Nanostructured lipid carriers overcome the low immunogenicity of M2e peptide via surface click chemistry conjugation, improving the anti-M2e antibody response

Influenza vaccines are considered the most effective measure for preventing influenza. The key antigen of commercial vaccines is hemagglutinin (HA), the main protein on the surface of influenza viruses. This protein is genetically variable, necessitating the annual redefinition of the vaccine formulation. Furthermore, these vaccines do not offer protection against pandemic viral strains. The M2e peptide, a small surface protein conserved among influenza type A strains, could enable cross-immunity when used as an antigen. Nevertheless, its limited immunogenicity has restricted its application in universal influenza vaccines. To enhance the immune responses to M2e, we associated it with Nanostructured Lipid Carriers (NLCs).
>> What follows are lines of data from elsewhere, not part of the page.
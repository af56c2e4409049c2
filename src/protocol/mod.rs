//! Wire protocol between the host tool and the programmer.
//!
//! Commands are a single opcode byte followed by a fixed, opcode-specific
//! argument payload; responses are short ASCII lines. There is no framing
//! and no resynchronization: both sides must agree on the exact argument
//! count of every opcode, or every following byte is misread as an opcode.
//!
//! | opcode | arguments                 | response          |
//! |--------|---------------------------|-------------------|
//! | `l`    | bank, high, low           | `l\n`             |
//! | `r`    | bank, high, low           | `r: '<byte>'\n`   |
//! | `s`    | decimal value as text     | `s: '<value>'\n`  |
//! | `w`    | bank, high, low, value    | `a\n`             |
//! | `W`    | bank, high, 256 values    | `a\n`             |
//! | other  | none                      | ` - <opcode>\n`   |
//!
//! Argument bytes are raw binary, not text; only the `s` payload and the
//! responses are ASCII.

mod client;
mod server;

pub use self::client::Remote;
pub use self::server::serve;

const CMD_PARK: u8 = b'l';
const CMD_READ: u8 = b'r';
const CMD_SET_EXTENDED: u8 = b's';
const CMD_WRITE_BYTE: u8 = b'w';
const CMD_WRITE_PAGE: u8 = b'W';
These NLCs are stable over time and their small diameter (<100 nm) enhances interactions with antigen-presenting cells and improve lymphatic drainage, facilitating their uptake by the immune system. The M2e specific antibody response in mice was enhanced by using 'click' chemistry to conjugate the M2e peptide to the NLC surface. Also, the incorporation of PADRE-specific CD4+ T cells stimulating peptide between M2e peptide and its linking region greatly enhanced the specific antibody response to M2e and generated immune response levels that could be compatible with influenza protection. This promising M2e formulation vectorized by NLC represents a potential universal influenza vaccine candidate warranting further preclinical investigations and clinical evaluation.